Stored items:
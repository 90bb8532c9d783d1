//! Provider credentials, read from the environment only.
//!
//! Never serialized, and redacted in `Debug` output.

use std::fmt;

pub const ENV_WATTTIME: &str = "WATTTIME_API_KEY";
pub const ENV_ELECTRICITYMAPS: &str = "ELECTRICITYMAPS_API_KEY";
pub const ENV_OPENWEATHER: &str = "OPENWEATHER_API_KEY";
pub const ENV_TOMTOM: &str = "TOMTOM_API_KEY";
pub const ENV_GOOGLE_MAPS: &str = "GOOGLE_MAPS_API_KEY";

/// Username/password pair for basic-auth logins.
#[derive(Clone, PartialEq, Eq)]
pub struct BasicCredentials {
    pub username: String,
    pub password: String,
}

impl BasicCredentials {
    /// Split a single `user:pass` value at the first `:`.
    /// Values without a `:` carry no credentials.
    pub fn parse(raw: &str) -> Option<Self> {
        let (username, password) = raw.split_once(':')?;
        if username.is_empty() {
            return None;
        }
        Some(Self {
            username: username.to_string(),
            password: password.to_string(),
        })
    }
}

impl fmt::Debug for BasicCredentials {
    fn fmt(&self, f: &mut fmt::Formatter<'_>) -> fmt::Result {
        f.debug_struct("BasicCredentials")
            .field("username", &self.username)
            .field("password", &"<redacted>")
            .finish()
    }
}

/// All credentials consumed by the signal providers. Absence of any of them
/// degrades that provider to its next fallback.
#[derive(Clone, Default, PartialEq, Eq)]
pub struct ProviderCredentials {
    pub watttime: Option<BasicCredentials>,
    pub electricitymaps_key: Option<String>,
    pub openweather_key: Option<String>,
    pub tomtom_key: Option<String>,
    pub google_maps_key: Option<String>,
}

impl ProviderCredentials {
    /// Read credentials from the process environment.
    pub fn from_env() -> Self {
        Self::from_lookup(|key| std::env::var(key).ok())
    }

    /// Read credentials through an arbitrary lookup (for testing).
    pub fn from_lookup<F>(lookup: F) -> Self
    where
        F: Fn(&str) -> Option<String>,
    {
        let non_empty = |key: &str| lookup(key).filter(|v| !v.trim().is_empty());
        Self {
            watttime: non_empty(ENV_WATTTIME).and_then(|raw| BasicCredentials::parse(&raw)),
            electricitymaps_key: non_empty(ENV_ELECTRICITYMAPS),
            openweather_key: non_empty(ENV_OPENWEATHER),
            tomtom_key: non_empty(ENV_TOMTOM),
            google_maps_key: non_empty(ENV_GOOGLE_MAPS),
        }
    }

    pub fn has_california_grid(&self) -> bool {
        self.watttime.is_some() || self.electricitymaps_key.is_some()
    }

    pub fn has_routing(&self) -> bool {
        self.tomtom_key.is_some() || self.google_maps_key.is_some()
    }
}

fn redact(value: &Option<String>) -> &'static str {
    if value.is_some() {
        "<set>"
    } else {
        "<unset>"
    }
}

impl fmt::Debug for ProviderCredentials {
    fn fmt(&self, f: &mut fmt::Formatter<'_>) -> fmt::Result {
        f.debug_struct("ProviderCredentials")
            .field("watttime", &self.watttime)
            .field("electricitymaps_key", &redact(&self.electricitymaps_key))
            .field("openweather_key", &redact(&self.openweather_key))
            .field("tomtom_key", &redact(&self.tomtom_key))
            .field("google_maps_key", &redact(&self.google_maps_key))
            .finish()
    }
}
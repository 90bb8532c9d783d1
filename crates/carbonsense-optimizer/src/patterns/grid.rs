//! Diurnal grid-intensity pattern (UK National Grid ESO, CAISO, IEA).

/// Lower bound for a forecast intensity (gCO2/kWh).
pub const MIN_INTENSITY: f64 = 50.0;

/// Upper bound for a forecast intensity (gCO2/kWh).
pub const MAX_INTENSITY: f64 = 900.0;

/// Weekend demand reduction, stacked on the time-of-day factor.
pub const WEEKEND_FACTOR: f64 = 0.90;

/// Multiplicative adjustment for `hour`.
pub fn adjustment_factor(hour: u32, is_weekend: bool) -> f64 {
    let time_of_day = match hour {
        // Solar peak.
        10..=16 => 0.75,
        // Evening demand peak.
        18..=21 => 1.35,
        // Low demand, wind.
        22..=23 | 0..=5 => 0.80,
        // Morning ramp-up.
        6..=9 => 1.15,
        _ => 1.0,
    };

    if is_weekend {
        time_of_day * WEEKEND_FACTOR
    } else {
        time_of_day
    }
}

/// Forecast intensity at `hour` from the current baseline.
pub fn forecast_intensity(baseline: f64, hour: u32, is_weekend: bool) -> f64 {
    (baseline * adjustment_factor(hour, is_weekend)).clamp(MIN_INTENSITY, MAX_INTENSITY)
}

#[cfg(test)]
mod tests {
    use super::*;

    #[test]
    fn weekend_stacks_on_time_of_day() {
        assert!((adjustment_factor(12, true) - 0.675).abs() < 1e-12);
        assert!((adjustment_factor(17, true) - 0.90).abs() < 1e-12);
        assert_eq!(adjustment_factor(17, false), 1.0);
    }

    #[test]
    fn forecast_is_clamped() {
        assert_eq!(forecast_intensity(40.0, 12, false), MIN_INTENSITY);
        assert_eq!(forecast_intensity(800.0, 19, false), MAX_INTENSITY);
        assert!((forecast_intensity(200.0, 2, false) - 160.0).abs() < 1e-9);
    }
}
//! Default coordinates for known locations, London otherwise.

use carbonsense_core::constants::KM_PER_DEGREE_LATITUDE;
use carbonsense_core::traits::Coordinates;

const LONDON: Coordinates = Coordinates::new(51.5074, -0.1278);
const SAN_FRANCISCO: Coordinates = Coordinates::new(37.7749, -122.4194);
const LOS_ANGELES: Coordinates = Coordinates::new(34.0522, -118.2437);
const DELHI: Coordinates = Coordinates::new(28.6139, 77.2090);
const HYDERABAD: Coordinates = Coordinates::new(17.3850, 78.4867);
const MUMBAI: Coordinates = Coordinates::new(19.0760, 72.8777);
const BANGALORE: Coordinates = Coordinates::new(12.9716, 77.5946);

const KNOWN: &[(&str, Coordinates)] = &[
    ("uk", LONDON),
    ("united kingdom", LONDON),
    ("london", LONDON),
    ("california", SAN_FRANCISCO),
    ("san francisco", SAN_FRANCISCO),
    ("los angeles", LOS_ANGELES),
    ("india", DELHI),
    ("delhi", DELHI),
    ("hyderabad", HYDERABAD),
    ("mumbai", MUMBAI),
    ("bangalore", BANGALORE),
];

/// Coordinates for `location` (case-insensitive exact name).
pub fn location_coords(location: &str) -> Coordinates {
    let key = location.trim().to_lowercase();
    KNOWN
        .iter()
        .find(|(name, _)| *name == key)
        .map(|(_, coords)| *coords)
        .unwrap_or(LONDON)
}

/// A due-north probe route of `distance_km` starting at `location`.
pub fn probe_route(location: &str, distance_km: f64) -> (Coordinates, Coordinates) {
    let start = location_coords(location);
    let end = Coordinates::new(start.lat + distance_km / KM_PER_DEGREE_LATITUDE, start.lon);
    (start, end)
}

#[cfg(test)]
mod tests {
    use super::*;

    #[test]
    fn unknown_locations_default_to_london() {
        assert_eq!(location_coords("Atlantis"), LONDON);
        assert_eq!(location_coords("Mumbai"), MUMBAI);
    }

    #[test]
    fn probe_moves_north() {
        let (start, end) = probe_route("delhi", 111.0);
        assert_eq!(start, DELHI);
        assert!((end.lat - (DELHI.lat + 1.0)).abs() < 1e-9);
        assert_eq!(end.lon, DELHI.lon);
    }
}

DIRECTIONS: Number of lines above containing "true": state it and nothing else.

RESULT: 2